Das Defizit und die Weise seiner Finanzierung führten zu Inflation und einem Verfall des  Wechselkurses des Franc, da mancher Bürger sein Vermögen in Gold, Dollar oder Sterling besser aufgehoben sah.

Ein Gesetz sah zwar vor, dass der Staat spätestens ab 1922 seine Schulden bei der Zentralbank zurückzahlen sollte, aber da aus Deutschland mal wieder wenig kam, versuchte die Politik besonders schlau zu sein. Der Staat lieh sich bei Privatbanken zwei Milliarden Franc, zahlte sie an die Zentralbank und diese stellte den Privatbanken wiederum einen Kredit in gleicher Höhe zur Verfügung.

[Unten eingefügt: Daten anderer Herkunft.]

use std::time::Duration;

use mercato::{DataType, DataTypes, FailureKind, MercatoError, NotFoundPolicy, ProviderConfig};
use mercato_mock::MockProvider;

use crate::helpers::{
    AAPL, MISSING, MSFT, TSLA, builder, erroring, failing, hanging, init_tracing, mock, service,
};

#[tokio::test]
async fn falls_back_in_priority_order() {
    init_tracing();
    let p10 = failing("p10");
    let p15 = failing("p15");
    let p20 = mock("p20");
    // Registration order is deliberately scrambled.
    let svc = builder(&[
        (&p20, ProviderConfig::new("p20", 20)),
        (&p10, ProviderConfig::new("p10", 10)),
        (&p15, ProviderConfig::new("p15", 15)),
    ])
    .with_call_sink(std::sync::Arc::new(mercato::TracingSink))
    .build()
    .unwrap();

    let q = svc.get_quote(AAPL).await.unwrap();
    assert_eq!(q.source, "p20");

    let rec = &svc.get_recent_calls(1, None, false)[0];
    assert_eq!(rec.providers_tried, vec!["p10", "p15", "p20"]);
    assert_eq!(rec.provider_used.as_deref(), Some("p20"));
    assert!(rec.fallback_used);
    assert_eq!(rec.attempts.len(), 3);
    assert_eq!(rec.attempts[0].failure, Some(FailureKind::Provider));
    assert_eq!(rec.attempts[2].failure, None);

    let health = |n: &str| svc.get_provider_health(n).unwrap().state.consecutive_failures;
    assert_eq!(health("p10"), 1);
    assert_eq!(health("p15"), 1);
    assert_eq!(health("p20"), 0);
    assert_eq!(svc.get_stats().totals.fallbacks, 1);
}

#[tokio::test]
async fn first_provider_success_is_not_a_fallback() {
    let a = mock("a");
    let b = mock("b");
    let svc = service(&[(&a, 1), (&b, 2)]);

    svc.get_quote(AAPL).await.unwrap();
    let rec = &svc.get_recent_calls(1, None, false)[0];
    assert!(!rec.fallback_used);
    assert_eq!(rec.providers_tried, vec!["a"]);
    assert_eq!(b.total_calls(), 0);
}

#[tokio::test]
async fn not_found_moves_on_by_default() {
    let a = erroring("a", DataType::Quote, MercatoError::not_found("quote for AAPL"));
    let b = mock("b");
    let svc = service(&[(&a, 1), (&b, 2)]);

    let q = svc.get_quote(AAPL).await.unwrap();
    assert_eq!(q.source, "b");
    // NotFound does not count against the provider's health.
    assert_eq!(
        svc.get_provider_health("a").unwrap().state.consecutive_failures,
        0
    );
}

#[tokio::test]
async fn stop_on_not_found_ends_the_chain() {
    let a = erroring("a", DataType::Quote, MercatoError::not_found("quote for AAPL"));
    let b = mock("b");
    let svc = builder(&[(&a, ProviderConfig::new("a", 1)), (&b, ProviderConfig::new("b", 2))])
        .not_found_policy(NotFoundPolicy::StopOnNotFound)
        .build()
        .unwrap();

    let err = svc.get_quote(AAPL).await.unwrap_err();
    assert!(matches!(err, MercatoError::NotFound { .. }), "{err:?}");
    assert_eq!(b.calls(DataType::Quote), 0);
}

#[tokio::test]
async fn unknown_symbol_everywhere_collapses_to_not_found() {
    let a = mock("a");
    let b = mock("b");
    let svc = service(&[(&a, 1), (&b, 2)]);

    let err = svc.get_quote(MISSING).await.unwrap_err();
    match err {
        MercatoError::NotFound { what } => assert_eq!(what, "quote for ZZZZ"),
        other => panic!("unexpected: {other:?}"),
    }
    assert_eq!(a.calls(DataType::Quote), 1);
    assert_eq!(b.calls(DataType::Quote), 1);
}

#[tokio::test]
async fn mixed_failures_keep_every_error() {
    let a = failing("a");
    let b = erroring("b", DataType::Quote, MercatoError::not_found("quote for AAPL"));
    let svc = service(&[(&a, 1), (&b, 2)]);

    let err = svc.get_quote(AAPL).await.unwrap_err();
    match &err {
        MercatoError::AllProvidersFailed { data_type, errors } => {
            assert_eq!(*data_type, DataType::Quote);
            assert_eq!(errors.len(), 2);
            assert!(matches!(errors[1], MercatoError::NotFound { .. }));
        }
        other => panic!("unexpected: {other:?}"),
    }
    let flat = err.flatten();
    assert_eq!(flat.len(), 2);
    assert!(matches!(flat[0], MercatoError::Provider { .. }), "{flat:?}");
}

#[tokio::test]
async fn unsupported_data_type_is_reported_as_such() {
    let a = std::sync::Arc::new(MockProvider::new("a").with_data_types(DataTypes::QUOTE));
    let svc = service(&[(&a, 1)]);

    let err = svc.get_earnings(AAPL).await.unwrap_err();
    assert!(matches!(err, MercatoError::Unsupported { .. }), "{err:?}");
    assert_eq!(a.total_calls(), 0);
}

#[tokio::test]
async fn providers_without_the_type_are_skipped() {
    let quotes_only = std::sync::Arc::new(MockProvider::new("quotes").with_data_types(DataTypes::QUOTE));
    let full = mock("full");
    let svc = service(&[(&quotes_only, 1), (&full, 2)]);

    let e = svc.get_earnings(AAPL).await.unwrap();
    assert_eq!(e.source, "full");
    let rec = &svc.get_recent_calls(1, None, false)[0];
    assert_eq!(rec.providers_tried, vec!["full"]);
    assert!(!rec.fallback_used);
}

#[tokio::test]
async fn blank_symbol_is_rejected_without_a_record() {
    let a = mock("a");
    let svc = service(&[(&a, 1)]);

    let err = svc.get_quote("   ").await.unwrap_err();
    assert!(matches!(err, MercatoError::InvalidArg(_)), "{err:?}");
    assert_eq!(a.total_calls(), 0);
    assert_eq!(svc.get_stats().totals.calls, 0);
}

#[tokio::test(start_paused = true)]
async fn hung_provider_times_out_and_next_one_serves() {
    init_tracing();
    let a = hanging("a", DataType::Quote);
    let b = mock("b");
    let svc = builder(&[(&a, ProviderConfig::new("a", 1)), (&b, ProviderConfig::new("b", 2))])
        .provider_timeout(Duration::from_millis(100))
        .build()
        .unwrap();

    let q = svc.get_quote(AAPL).await.unwrap();
    assert_eq!(q.source, "b");

    let rec = &svc.get_recent_calls(1, None, false)[0];
    assert_eq!(rec.attempts[0].failure, Some(FailureKind::Timeout));
    let a_health = svc.get_provider_health("a").unwrap();
    assert_eq!(a_health.state.consecutive_failures, 1);
    assert!(matches!(
        a_health.state.last_error,
        Some(MercatoError::ProviderTimeout { .. })
    ));
}

#[tokio::test(start_paused = true)]
async fn every_provider_timing_out_is_reported_once() {
    let a = hanging("a", DataType::Quote);
    let b = hanging("b", DataType::Quote);
    let svc = builder(&[(&a, ProviderConfig::new("a", 1)), (&b, ProviderConfig::new("b", 2))])
        .provider_timeout(Duration::from_millis(50))
        .build()
        .unwrap();

    let err = svc.get_quote(AAPL).await.unwrap_err();
    assert!(matches!(err, MercatoError::AllProvidersTimedOut { .. }), "{err:?}");
}

#[tokio::test]
async fn batch_quotes_split_successes_and_failures() {
    let a = mock("a");
    let svc = service(&[(&a, 1)]);

    let (ok, failed) = svc.get_quotes(&[AAPL, MISSING, MSFT, TSLA]).await;
    let mut got: Vec<&str> = ok.iter().map(|q| q.symbol.as_str()).collect();
    got.sort_unstable();
    assert_eq!(got, vec![AAPL, MSFT, TSLA]);
    assert_eq!(failed.len(), 1);
    assert_eq!(failed[0].0, MISSING);
    assert!(matches!(failed[0].1, MercatoError::NotFound { .. }));
}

Dem Gesetz war so genüge getan, aber die Dummheit der Märkte und Menschen wurde überschätzt. Der Staat sah aus wie ein Hütchenspieler am Eiffelturm und der Franc fiel weiter.

Kurze Erholungsphasen gab es für den Franc immer, wenn die Hoffnung auf Reparationen hochkochte. So im Jahr 1921, als die Alliierten beschlossen, Deutschland müsse 31 Milliarden Dollar zahlen (damals war der Dollar noch viel wert). Oder 1923, als der Premierminister Poincaré es satt hatte, sich an der Nase herumführen zu lassen und zusammen mit den tapferen Belgiern das Ruhrgebiet besetzte.

Als sich herausstellte, dass der passive Widerstand mit den zur Verfügung stehenden Mitteln nicht zu brechen war, fiel der Franc nun umso schneller, weil der Staat auch noch für eine sinnlose Militärkampagne aufkommen musste.

Als die Regierung auch noch im Parlament beantragte, die Rückzahlung der Kredite der Banque de France auszusetzen, war jedes Vertrauen verspielt und der Franc im freien Fall. Mit dem Dawes-Plan 1923/24 war endlich geklärt, was die Deutschen zahlen sollten (zirka ein Prozent der jährlichen Wirtschaftsleistung) und die Regierung konnte, mit Hilfe der Mitte-Rechts Parteien eine Erhöhung der Umsatzsteuer um zwanzig Prozent durchsetzen. Damit war das Haushaltsloch weitgehend gestopft, aber kein Friede eingekehrt.